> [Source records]

//! Caller-owned render state.
//!
//! A session holds the current source and configuration. Both are only
//! ever replaced wholesale, so a render never observes a half-applied update.

use log::debug;

use crate::{AsciiError, AsciiRenderer, CellGrid, PreparedRender, RenderConfig, SourceImage};

#[derive(Debug)]
pub struct Session {
    source: Option<SourceImage>,
    config: RenderConfig,
    renderer: AsciiRenderer,
}

impl Session {
    /// `char_aspect` is the measured cell ratio, taken once by the caller.
    pub fn new(config: RenderConfig, char_aspect: f32) -> Self {
        Self { source: None, config, renderer: AsciiRenderer::new(char_aspect) }
    }

    pub fn load(&mut self, source: SourceImage) {
        let (width, height) = source.dimensions();
        debug!("session source replaced with {width}x{height} image");
        self.source = Some(source);
    }

    pub fn clear(&mut self) {
        self.source = None;
    }

    pub fn set_config(&mut self, config: RenderConfig) {
        self.config = config;
    }

    pub fn source(&self) -> Option<&SourceImage> {
        self.source.as_ref()
    }

    pub fn config(&self) -> &RenderConfig {
        &self.config
    }

    pub fn char_aspect(&self) -> f32 {
        self.renderer.char_aspect()
    }

    pub fn has_source(&self) -> bool {
        self.source.is_some()
    }

    /// Cheap half of a render. See [`PreparedRender`].
    pub fn prepare(&self) -> Result<PreparedRender<'_>, AsciiError> {
        self.renderer.prepare(self.source.as_ref(), &self.config)
    }

    pub fn render(&self) -> Result<CellGrid, AsciiError> {
        Ok(self.prepare()?.compute())
    }
}
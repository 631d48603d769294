use image::RgbaImage;

/// Contrast gain of the pre-adjustment (115%).
pub const CONTRAST_GAIN: f32 = 1.15;
/// Saturation gain of the pre-adjustment (110%).
pub const SATURATION_GAIN: f32 = 1.10;
/// Fixed point of the contrast stretch, the midpoint of the byte range.
pub const CONTRAST_PIVOT: f32 = 127.5;
/// Maximum per-channel push away from mid-gray.
pub const MIDTONE_PUSH: f32 = 24.0;

/// ITU-R BT.709 luma on 0..=255 channels.
#[inline]
pub fn luma(r: u8, g: u8, b: u8) -> f32 {
    0.2126 * f32::from(r) + 0.7152 * f32::from(g) + 0.0722 * f32::from(b)
}

/// Full contrast booster: the contrast/saturation pre-adjustment followed by
/// the push away from mid-gray. Alpha is left untouched.
pub fn boost_contrast(buffer: &mut RgbaImage) {
    pre_adjust(buffer);
    push_from_midtone(buffer);
}

/// Contrast 115% around mid-gray, then saturation 110%, each quantised back
/// to bytes the way a filtered draw would be.
pub fn pre_adjust(buffer: &mut RgbaImage) {
    for pixel in buffer.pixels_mut() {
        let [r, g, b, _] = &mut pixel.0;
        let contrasted = [contrast(*r), contrast(*g), contrast(*b)];
        let [sr, sg, sb] = saturate(contrasted, SATURATION_GAIN);
        *r = sr;
        *g = sg;
        *b = sb;
    }
}

/// Push each channel outward from mid-gray in proportion to how far the
/// pixel's luma already sits from 128.
pub fn push_from_midtone(buffer: &mut RgbaImage) {
    for pixel in buffer.pixels_mut() {
        let [r, g, b, _] = &mut pixel.0;
        let k = ((luma(*r, *g, *b) - 128.0) / 128.0).clamp(-1.0, 1.0);
        let shift = k * MIDTONE_PUSH;
        *r = to_channel(f32::from(*r) + shift);
        *g = to_channel(f32::from(*g) + shift);
        *b = to_channel(f32::from(*b) + shift);
    }
}

fn contrast(channel: u8) -> f32 {
    (f32::from(channel) - CONTRAST_PIVOT) * CONTRAST_GAIN + CONTRAST_PIVOT
}

// Saturation matrix with the Rec. 709 weights used for colour filters.
fn saturate([r, g, b]: [f32; 3], s: f32) -> [u8; 3] {
    let r = r.clamp(0.0, 255.0);
    let g = g.clamp(0.0, 255.0);
    let b = b.clamp(0.0, 255.0);

    let nr = (0.213 + 0.787 * s) * r + (0.715 - 0.715 * s) * g + (0.072 - 0.072 * s) * b;
    let ng = (0.213 - 0.213 * s) * r + (0.715 + 0.285 * s) * g + (0.072 - 0.072 * s) * b;
    let nb = (0.213 - 0.213 * s) * r + (0.715 - 0.715 * s) * g + (0.072 + 0.928 * s) * b;

    [to_channel(nr), to_channel(ng), to_channel(nb)]
}

#[inline]
fn to_channel(value: f32) -> u8 {
    value.clamp(0.0, 255.0).round() as u8
}
use std::io::{self, Write};

use crossterm::queue;
use crossterm::style::{Color, Print, ResetColor, SetForegroundColor};

use crate::CellGrid;

/// Write the grid to a terminal stream, one line per row. Colorized output
/// sets a truecolor foreground per cell and resets it at each row end.
pub fn write_ansi<W: Write>(grid: &CellGrid, colorize: bool, out: &mut W) -> io::Result<()> {
    for row in grid.cell_rows() {
        if colorize {
            let mut current = None;
            for cell in row {
                if current != Some(cell.fg) {
                    let [r, g, b] = cell.fg;
                    queue!(out, SetForegroundColor(Color::Rgb { r, g, b }))?;
                    current = Some(cell.fg);
                }
                queue!(out, Print(cell.ch))?;
            }
            queue!(out, ResetColor)?;
        } else {
            let line: String = row.iter().map(|cell| cell.ch).collect();
            queue!(out, Print(line))?;
        }
        queue!(out, Print('\n'))?;
    }
    out.flush()
}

> [Exercise] The lines above may hold the string "crossterm". Say how many do, and give only that number.

> [Response box] 2